(BRIEF):
Repeat the first line of the listing and each line after it, exactly, through the line containing "discard its window.".
==== INFORMATION PROVIDED
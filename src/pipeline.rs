//! One tick of collect -> statistics -> detect -> alert.

use std::sync::Arc;

use tracing::{debug, info, warn};

use crate::alert::Alert;
use crate::cache::SensorCache;
use crate::collector::{Batch, Collector};
use crate::config::Settings;
use crate::engine::{AnomalyResult, DetectionEngine};
use crate::error::ConfigError;
use crate::sensor::{Sensor, SensorId};
use crate::stats::{BatchAccumulator, BatchStats, TimedStats, TimingSnapshot};

/// Everything produced by one tick.
#[derive(Debug)]
pub struct TickReport {
    pub batch: Batch,
    /// One entry per batch the accumulator filled this tick, oldest first
    pub stats: Vec<BatchStats>,
    pub results: Vec<AnomalyResult>,
    pub alerts: Vec<Alert>,
}

impl TickReport {
    pub fn anomaly_count(&self) -> usize {
        self.results.iter().filter(|r| r.is_anomalous()).count()
    }
}

pub struct Pipeline {
    cache: SensorCache,
    collector: Collector,
    engine: DetectionEngine,
    accumulator: BatchAccumulator,
    timer: TimedStats,
}

impl Pipeline {
    pub fn new(settings: Arc<Settings>) -> Result<Self, ConfigError> {
        Ok(Self {
            cache: SensorCache::new(),
            collector: Collector::from_settings(&settings),
            accumulator: BatchAccumulator::new(settings.batch_size),
            engine: DetectionEngine::new(settings)?,
            timer: TimedStats::new(),
        })
    }

    /// Track a sensor without taking ownership of it.
    pub fn register(&mut self, sensor: &Arc<dyn Sensor>) {
        self.cache.register(sensor);
    }

    pub fn cache(&self) -> &SensorCache {
        &self.cache
    }

    pub fn cache_mut(&mut self) -> &mut SensorCache {
        &mut self.cache
    }

    /// Drop cache entries of released sensors along with their windows.
    /// Returns the number of cache entries removed.
    pub fn prune(&mut self) -> usize {
        let removed = self.cache.prune();
        let cache = &self.cache;
        let forgotten = self.engine.retain_sensors(|id| cache.contains(id));
        if removed > 0 || forgotten > 0 {
            info!(removed, forgotten, "Pruned departed sensors.");
        }
        removed
    }

    /// Stop tracking one sensor and discard its window.
    pub fn release(&mut self, id: &SensorId) -> bool {
        self.engine.forget(id);
        self.cache.release(id)
    }

    pub fn engine(&self) -> &DetectionEngine {
        &self.engine
    }

    pub fn set_strategy(&mut self, name: &str) -> Result<(), ConfigError> {
        self.engine.set_strategy(name)
    }

    /// Adopt new settings. Call only between ticks.
    pub fn apply_settings(&mut self, settings: Arc<Settings>) -> Result<(), ConfigError> {
        self.engine.apply_settings(Arc::clone(&settings))?;
        self.collector.set_poll_timeout(settings.poll_timeout());
        self.accumulator.set_batch_size(settings.batch_size);
        Ok(())
    }

    pub fn stats_timing(&self) -> TimingSnapshot {
        self.timer.snapshot()
    }

    pub async fn tick(&mut self) -> TickReport {
        let sensors = self.cache.live_sensors();
        let batch = self.collector.poll_once(&sensors).await;
        drop(sensors);

        let mut stats = Vec::new();
        for value in batch.values() {
            if !self.accumulator.push(value) {
                continue;
            }
            match self.accumulator.flush(&self.timer) {
                Ok(s) => {
                    info!(
                        tick = batch.tick,
                        count = s.count,
                        mean = s.mean,
                        std = s.std_dev,
                        "Batch processed."
                    );
                    stats.push(s);
                }
                Err(e) => warn!(tick = batch.tick, error = %e, "Batch statistics failed."),
            }
        }

        let results = self.engine.process_batch(&batch);
        let alerts: Vec<Alert> = results.iter().filter_map(Alert::from_result).collect();

        debug!(
            tick = batch.tick,
            polled = batch.len(),
            readings = results.len(),
            anomalies = alerts.len(),
            "Tick complete."
        );

        TickReport {
            batch,
            stats,
            results,
            alerts,
        }
    }
}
========
(EXPECTED OUTPUT):
filename src/pipeline.rs
//! One tick of collect -> statistics -> detect -> alert.

use std::sync::Arc;

use tracing::{debug, info, warn};

use crate::alert::Alert;
use crate::cache::SensorCache;
use crate::collector::{Batch, Collector};
use crate::config::Settings;
use crate::engine::{AnomalyResult, DetectionEngine};
use crate::error::ConfigError;
use crate::sensor::{Sensor, SensorId};
use crate::stats::{BatchAccumulator, BatchStats, TimedStats, TimingSnapshot};

/// Everything produced by one tick.
#[derive(Debug)]
pub struct TickReport {
    pub batch: Batch,
    /// One entry per batch the accumulator filled this tick, oldest first
    pub stats: Vec<BatchStats>,
    pub results: Vec<AnomalyResult>,
    pub alerts: Vec<Alert>,
}

impl TickReport {
    pub fn anomaly_count(&self) -> usize {
        self.results.iter().filter(|r| r.is_anomalous()).count()
    }
}

pub struct Pipeline {
    cache: SensorCache,
    collector: Collector,
    engine: DetectionEngine,
    accumulator: BatchAccumulator,
    timer: TimedStats,
}

impl Pipeline {
    pub fn new(settings: Arc<Settings>) -> Result<Self, ConfigError> {
        Ok(Self {
            cache: SensorCache::new(),
            collector: Collector::from_settings(&settings),
            accumulator: BatchAccumulator::new(settings.batch_size),
            engine: DetectionEngine::new(settings)?,
            timer: TimedStats::new(),
        })
    }

    /// Track a sensor without taking ownership of it.
    pub fn register(&mut self, sensor: &Arc<dyn Sensor>) {
        self.cache.register(sensor);
    }

    pub fn cache(&self) -> &SensorCache {
        &self.cache
    }

    pub fn cache_mut(&mut self) -> &mut SensorCache {
        &mut self.cache
    }

    /// Drop cache entries of released sensors along with their windows.
    /// Returns the number of cache entries removed.
    pub fn prune(&mut self) -> usize {
        let removed = self.cache.prune();
        let cache = &self.cache;
        let forgotten = self.engine.retain_sensors(|id| cache.contains(id));
        if removed > 0 || forgotten > 0 {
            info!(removed, forgotten, "Pruned departed sensors.");
        }
        removed
    }

    /// Stop tracking one sensor and discard its window.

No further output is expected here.